## Task to complete
Reproduce the full listing that appears beneath this instruction exactly.

Task material Start Marker

//! Interactive prompts for the migration wizard.

use dialoguer::{theme::ColorfulTheme, Confirm, FuzzySelect, Input, MultiSelect, Password, Select};

use crate::config::{AuthMethod, MigrationOptions, MigrationPath};
use crate::constants::RECOMMENDED_MODELS;
use crate::error::{Error, Result};

use super::discovery::DiscoveryScope;

fn cancelled(e: dialoguer::Error) -> Error {
    Error::Cancelled(format!("Prompt cancelled: {e}"))
}

/// Interactive prompts handler.
pub struct WizardPrompts {
    theme: ColorfulTheme,
}

impl Default for WizardPrompts {
    fn default() -> Self {
        Self::new()
    }
}

impl WizardPrompts {
    /// Creates a new prompts handler.
    pub fn new() -> Self {
        Self {
            theme: ColorfulTheme::default(),
        }
    }

    /// Single choice; returns the selected position.
    pub fn select<T: ToString>(&self, prompt: &str, items: &[T], default: usize) -> Result<usize> {
        Select::with_theme(&self.theme)
            .with_prompt(prompt)
            .items(items)
            .default(default)
            .interact()
            .map_err(cancelled)
    }

    /// Single choice with type-to-filter, for long lists.
    pub fn fuzzy_select<T: ToString>(&self, prompt: &str, items: &[T]) -> Result<usize> {
        FuzzySelect::with_theme(&self.theme)
            .with_prompt(prompt)
            .items(items)
            .default(0)
            .interact()
            .map_err(cancelled)
    }

    /// Several choices, all checked initially. At least one must stay checked.
    pub fn multi_select<T: ToString>(&self, prompt: &str, items: &[T]) -> Result<Vec<usize>> {
        let defaults = vec![true; items.len()];
        let selected = MultiSelect::with_theme(&self.theme)
            .with_prompt(prompt)
            .items(items)
            .defaults(&defaults)
            .interact()
            .map_err(cancelled)?;

        if selected.is_empty() {
            return Err(Error::Cancelled("Nothing selected".to_string()));
        }
        Ok(selected)
    }

    /// Required free text.
    pub fn input(&self, prompt: &str, default: Option<&str>) -> Result<String> {
        let mut input = Input::<String>::with_theme(&self.theme).with_prompt(prompt);
        if let Some(default) = default {
            input = input.default(default.to_string());
        }
        input
            .validate_with(|value: &String| -> std::result::Result<(), &str> {
                if value.trim().is_empty() {
                    Err("Required")
                } else {
                    Ok(())
                }
            })
            .interact_text()
            .map(|value| value.trim().to_string())
            .map_err(cancelled)
    }

    /// Required hidden text.
    pub fn password(&self, prompt: &str) -> Result<String> {
        let value = Password::with_theme(&self.theme)
            .with_prompt(prompt)
            .interact()
            .map_err(cancelled)?;

        if value.is_empty() {
            return Err(Error::Config(format!("{} is required", prompt.trim_end_matches(':'))));
        }
        Ok(value)
    }

    /// Yes or no.
    pub fn confirm(&self, prompt: &str, default: bool) -> Result<bool> {
        Confirm::with_theme(&self.theme)
            .with_prompt(prompt)
            .default(default)
            .interact()
            .map_err(cancelled)
    }

    /// Prompts for the authentication method.
    pub fn select_auth_method(&self) -> Result<AuthMethod> {
        let items = [
            "Azure CLI (az login) - Recommended for interactive use",
            "Service Principal (client ID + secret)",
            "Managed Identity (for Azure-hosted environments)",
        ];
        let selection = self.select("How would you like to authenticate?", &items, 0)?;
        Ok(AuthMethod::all()[selection])
    }

    /// Prompts for how deployments are found.
    pub fn select_discovery_scope(&self) -> Result<DiscoveryScope> {
        let items = [
            "Scan entire subscription (slower)",
            "Filter by resource group (faster, recommended)",
            "Manually specify AOAI resource (fastest)",
        ];
        match self.select("How would you like to discover resources?", &items, 1)? {
            0 => Ok(DiscoveryScope::Subscription),
            1 => Ok(DiscoveryScope::ResourceGroup(self.input("Enter resource group name:", None)?)),
            _ => Ok(DiscoveryScope::Manual),
        }
    }

    /// Prompts for the target architecture.
    pub fn select_migration_path(&self) -> Result<MigrationPath> {
        let items = [
            "Foundry Agent + Azure AI Search Tool (Recommended for simple RAG)",
            "Foundry Agent + Foundry IQ Knowledge Base (Better for complex reasoning)",
        ];
        match self.select("Which architecture do you want to migrate to?", &items, 0)? {
            0 => Ok(MigrationPath::SearchTool),
            _ => Ok(MigrationPath::KnowledgeBase),
        }
    }

    /// Prompts for the agent model; the last entry asks for a custom name.
    pub fn select_model(&self) -> Result<String> {
        let mut items: Vec<String> = RECOMMENDED_MODELS
            .iter()
            .map(|(name, description)| format!("{name} ({description})"))
            .collect();
        items.push("Other (specify)".to_string());

        let selection = self.select("Which model should the agents use?", &items, 0)?;
        match RECOMMENDED_MODELS.get(selection) {
            Some((name, _)) => Ok((*name).to_string()),
            None => self.input("Enter model deployment name:", None),
        }
    }

    /// Prompts for the option toggles, keeping path and project choice.
    pub fn migration_options(&self, mut options: MigrationOptions) -> Result<MigrationOptions> {
        options.preserve_query_type =
            self.confirm("Preserve original query type from OYD configuration?", true)?;
        options.migrate_system_message =
            self.confirm("Migrate role_information to agent instructions?", true)?;
        options.test_after_migration = self.confirm("Run test queries after migration?", true)?;
        options.generate_samples = self.confirm("Generate SDK code samples?", true)?;
        Ok(options)
    }
}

Task material End Marker

## Reply to the exercise
//! Interactive prompts for the migration wizard.

use dialoguer::{theme::ColorfulTheme, Confirm, FuzzySelect, Input, MultiSelect, Password, Select};

use crate::config::{AuthMethod, MigrationOptions, MigrationPath};
use crate::constants::RECOMMENDED_MODELS;
use crate::error::{Error, Result};

use super::discovery::DiscoveryScope;

fn cancelled(e: dialoguer::Error) -> Error {
    Error::Cancelled(format!("Prompt cancelled: {e}"))
}

/// Interactive prompts handler.
pub struct WizardPrompts {
    theme: ColorfulTheme,
}

impl Default for WizardPrompts {
    fn default() -> Self {
        Self::new()
    }
}

impl WizardPrompts {
    /// Creates a new prompts handler.
    pub fn new() -> Self {
        Self {
            theme: ColorfulTheme::default(),
        }
    }

    /// Single choice; returns the selected position.
    pub fn select<T: ToString>(&self, prompt: &str, items: &[T], default: usize) -> Result<usize> {
        Select::with_theme(&self.theme)
            .with_prompt(prompt)
            .items(items)
            .default(default)
            .interact()
            .map_err(cancelled)
    }

    /// Single choice with type-to-filter, for long lists.
    pub fn fuzzy_select<T: ToString>(&self, prompt: &str, items: &[T]) -> Result<usize> {
        FuzzySelect::with_theme(&self.theme)
            .with_prompt(prompt)
            .items(items)
            .default(0)
            .interact()
            .map_err(cancelled)
    }

    /// Several choices, all checked initially. At least one must stay checked.
    pub fn multi_select<T: ToString>(&self, prompt: &str, items: &[T]) -> Result<Vec<usize>> {
        let defaults = vec![true; items.len()];
        let selected = MultiSelect::with_theme(&self.theme)
            .with_prompt(prompt)
            .items(items)
            .defaults(&defaults)
            .interact()
            .map_err(cancelled)?;

        if selected.is_empty() {
            return Err(Error::Cancelled("Nothing selected".to_string()));
        }
        Ok(selected)
    }

    /// Required free text.
    pub fn input(&self, prompt: &str, default: Option<&str>) -> Result<String> {
        let mut input = Input::<String>::with_theme(&self.theme).with_prompt(prompt);
        if let Some(default) = default {
            input = input.default(default.to_string());
        }
        input
            .validate_with(|value: &String| -> std::result::Result<(), &str> {
                if value.trim().is_empty() {
                    Err("Required")
                } else {
                    Ok(())
                }
            })
            .interact_text()
            .map(|value| value.trim().to_string())
            .map_err(cancelled)
    }

    /// Required hidden text.
    pub fn password(&self, prompt: &str) -> Result<String> {
        let value = Password::with_theme(&self.theme)
            .with_prompt(prompt)
            .interact()
            .map_err(cancelled)?;

        if value.is_empty() {
            return Err(Error::Config(format!("{} is required", prompt.trim_end_matches(':'))));
        }
        Ok(value)
    }

    /// Yes or no.
    pub fn confirm(&self, prompt: &str, default: bool) -> Result<bool> {
        Confirm::with_theme(&self.theme)
            .with_prompt(prompt)
            .default(default)
            .interact()
            .map_err(cancelled)
    }

    /// Prompts for the authentication method.
    pub fn select_auth_method(&self) -> Result<AuthMethod> {
        let items = [
            "Azure CLI (az login) - Recommended for interactive use",
            "Service Principal (client ID + secret)",
            "Managed Identity (for Azure-hosted environments)",
        ];
        let selection = self.select("How would you like to authenticate?", &items, 0)?;
        Ok(AuthMethod::all()[selection])
    }

    /// Prompts for how deployments are found.
    pub fn select_discovery_scope(&self) -> Result<DiscoveryScope> {
        let items = [
            "Scan entire subscription (slower)",
            "Filter by resource group (faster, recommended)",
            "Manually specify AOAI resource (fastest)",
        ];
        match self.select("How would you like to discover resources?", &items, 1)? {
            0 => Ok(DiscoveryScope::Subscription),
            1 => Ok(DiscoveryScope::ResourceGroup(self.input("Enter resource group name:", None)?)),
            _ => Ok(DiscoveryScope::Manual),
        }
    }

    /// Prompts for the target architecture.
    pub fn select_migration_path(&self) -> Result<MigrationPath> {
        let items = [
            "Foundry Agent + Azure AI Search Tool (Recommended for simple RAG)",
            "Foundry Agent + Foundry IQ Knowledge Base (Better for complex reasoning)",
        ];
        match self.select("Which architecture do you want to migrate to?", &items, 0)? {
            0 => Ok(MigrationPath::SearchTool),
            _ => Ok(MigrationPath::KnowledgeBase),
        }
    }

    /// Prompts for the agent model; the last entry asks for a custom name.
    pub fn select_model(&self) -> Result<String> {
        let mut items: Vec<String> = RECOMMENDED_MODELS
            .iter()
            .map(|(name, description)| format!("{name} ({description})"))
            .collect();
        items.push("Other (specify)".to_string());

        let selection = self.select("Which model should the agents use?", &items, 0)?;
        match RECOMMENDED_MODELS.get(selection) {
            Some((name, _)) => Ok((*name).to_string()),
            None => self.input("Enter model deployment name:", None),
        }
    }

    /// Prompts for the option toggles, keeping path and project choice.
    pub fn migration_options(&self, mut options: MigrationOptions) -> Result<MigrationOptions> {
        options.preserve_query_type =
            self.confirm("Preserve original query type from OYD configuration?", true)?;
        options.migrate_system_message =
            self.confirm("Migrate role_information to agent instructions?", true)?;
        options.test_after_migration = self.confirm("Run test queries after migration?", true)?;
        options.generate_samples = self.confirm("Generate SDK code samples?", true)?;
        Ok(options)
    }
}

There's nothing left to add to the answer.